"Are you Jewish?" As soon as as someone asks me, the exasperation starts to build in my stomach. Sometimes I just want to scream, ‘I don’t know! Stop asking me!’ Am I the only person in the world who doesn't have an immediate answer? To most people it may seem like a simple, black and white question with a simple, black and white answer. Okay, there is the issue of whether one’s mother is Jewish, and other considerations that can make the answer complicated for some people. But ever since I landed in Israel to participate in Tikkun Olam in Tel Aviv-Jaffa, a volunteer & study program run by BINA & the Daniel Centers, everyone around me seems so sure that they are Jewish -- which I admire and wonder about, yet at the same time makes me uncomfortable, because in my mind I don’t fit in.
If someone were to ask me this question a year ago in the US, my answer would be some long-winded explanation of how my father is Israeli, so technically I am half Jewish, but I grew up in a religionless household and I most closely identify with atheism -- Does that make me Jewish?? This answer is characterized by a lot of information-giving without actually committing to a conclusion… and answering a question with another question (clue #1 that I might be Jewish). Vagueness and indecision about self identity is the standard in San Francisco, so this answer was perfectly acceptable there and did not require the discomfort of digging deep within my soul.
Since I arrived in Israel, I began to realize that my answers to such heavy questions depend almost equally on two things: my own perceptions of myself and also the societal norms of the place in which I am being asked. Ideas about our personal identity often include information pertaining to the social constructs of the societies we live in. Because of the multitude of cultures, religions, sexual orientations etc. in San Francisco, questioning one’s identity has become somewhat of a norm and is even celebrated. In Israel, though, people seem to know where they stand, at least on the subject of religion. Whether Jewish, Muslim, Christian or ‘Other,’ knowing one’s religious identity seems more important here. It’s a Jewish state, after all.
My vague, non committal answer doesn’t make as much sense in Israel as it did in San Fran. It looks like I’m going to have to do some soul digging. In a way, I guess that is part of the reason I came to Israel, this place that makes up one half of my origins but which I know very little about.

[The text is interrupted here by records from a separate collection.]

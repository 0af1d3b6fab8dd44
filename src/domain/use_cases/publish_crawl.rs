// Copyright (c) 2025 Kirky.X
//
// Licensed under the MIT License
// See LICENSE file in the project root for full license information.

use crate::domain::models::crawl::Crawl;
use crate::domain::models::eventbrite::EventbriteEvent;
use crate::domain::models::payload::WebhookPayload;
use crate::domain::repositories::crawl_repository::CrawlRepository;
use crate::domain::repositories::order_repository::RepositoryError;
use crate::domain::use_cases::coalesce;
use crate::utils::slug;
use crate::utils::url_utils;
use std::sync::Arc;
use tracing::warn;

/// 活动发布用例
///
/// 以 `eventbrite_id` 为键持久化派生的活动条目，回退策略与订单
/// 入库一致：原子 upsert → 先查后写 → 插入竞争失败改走更新。
pub struct PublishCrawlUseCase<R: CrawlRepository> {
    repo: Arc<R>,
}

impl<R: CrawlRepository> PublishCrawlUseCase<R> {
    pub fn new(repo: Arc<R>) -> Self {
        Self { repo }
    }

    pub async fn execute(&self, crawl: &Crawl) -> Result<(), RepositoryError> {
        let Some(eventbrite_id) = crawl.eventbrite_id.clone() else {
            return self.repo.insert(crawl).await;
        };

        match self.repo.upsert(crawl).await {
            Ok(()) => Ok(()),
            Err(RepositoryError::MissingUniqueConstraint) => {
                warn!(
                    "crawls.eventbrite_id unique index missing, falling back to check-then-write"
                );
                if self
                    .repo
                    .find_by_eventbrite_id(&eventbrite_id)
                    .await?
                    .is_some()
                {
                    self.repo.update_by_eventbrite_id(crawl).await
                } else {
                    match self.repo.insert(crawl).await {
                        Err(RepositoryError::DuplicateKey) => {
                            self.repo.update_by_eventbrite_id(crawl).await
                        }
                        other => other,
                    }
                }
            }
            Err(e) => Err(e),
        }
    }
}

/// 由载荷和可空的上游活动详情派生条目记录
///
/// 首图在此保持为空，镜像结果由调用方在持久化前填入。营销列
/// 保持 NULL，由编辑维护。
pub fn build_crawl_record(payload: &WebhookPayload, details: Option<&EventbriteEvent>) -> Crawl {
    let resource = payload.resource.as_ref();
    let config = payload.config.as_ref();

    let mut crawl = Crawl::blank();

    crawl.eventbrite_id = coalesce([
        details.and_then(|d| d.id.clone()),
        payload.event_id.clone(),
        resource.and_then(|r| r.event_id.clone()),
        config.and_then(|c| c.event_id.clone()),
        url_utils::extract_id_from_url(payload.api_url.as_deref()),
    ]);
    crawl.name = coalesce([
        details.and_then(|d| d.name.as_ref()).and_then(|n| n.text.clone()),
        config.and_then(|c| c.event_name.clone()),
    ]);
    crawl.short_description = coalesce([
        details
            .and_then(|d| d.description.as_ref())
            .and_then(|t| t.text.clone()),
        details.and_then(|d| d.summary.clone()),
    ]);
    crawl.event_date_start = details.and_then(|d| d.start.as_ref()).and_then(|s| s.utc);
    crawl.event_date_end = details.and_then(|d| d.end.as_ref()).and_then(|e| e.utc);

    let start_local = details
        .and_then(|d| d.start.as_ref())
        .and_then(|s| s.local.as_deref());
    crawl.slug = crawl
        .name
        .as_deref()
        .map(|name| slug::slugify(name, start_local));

    crawl
}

I’m happy that the Tikkun Olam program includes an element of Jewish studies because another thing I’d like to develop during my time here is my relationship (or lack of) with spirituality. My aforementioned claim to relate most closely to atheism is the stock answer I’ve been giving people since high school, but recently I have been learning how to meditate and feel a deeper connection to the world around me -- it’s too early to tell where this notion will take me, but I am open to finding out. The BINA folks tell us wisely, “Don’t expect to find too many answers, just more questions!” Maybe instead of seeking the answer, I will just learn to be more comfortable with not knowing it. I can always adopt the Israeli answer to everything: ‘It’s complicated!’
Jasmine Granas grew up in Silicon Valley in the San Francisco Bay Area, raised by an Israeli father and a non Jewish mother. She studied Marketing at the University of Texas in Austin, then worked in the non profit sector in Melbourne, Australia for two years. Most recently she worked at a technology startup in San Francisco, before leaving the US again to backpack through Europe on her way to starting Tikkun Olam in Jaffa, in hopes of learning about her Jewish heritage and building a connection with Israel.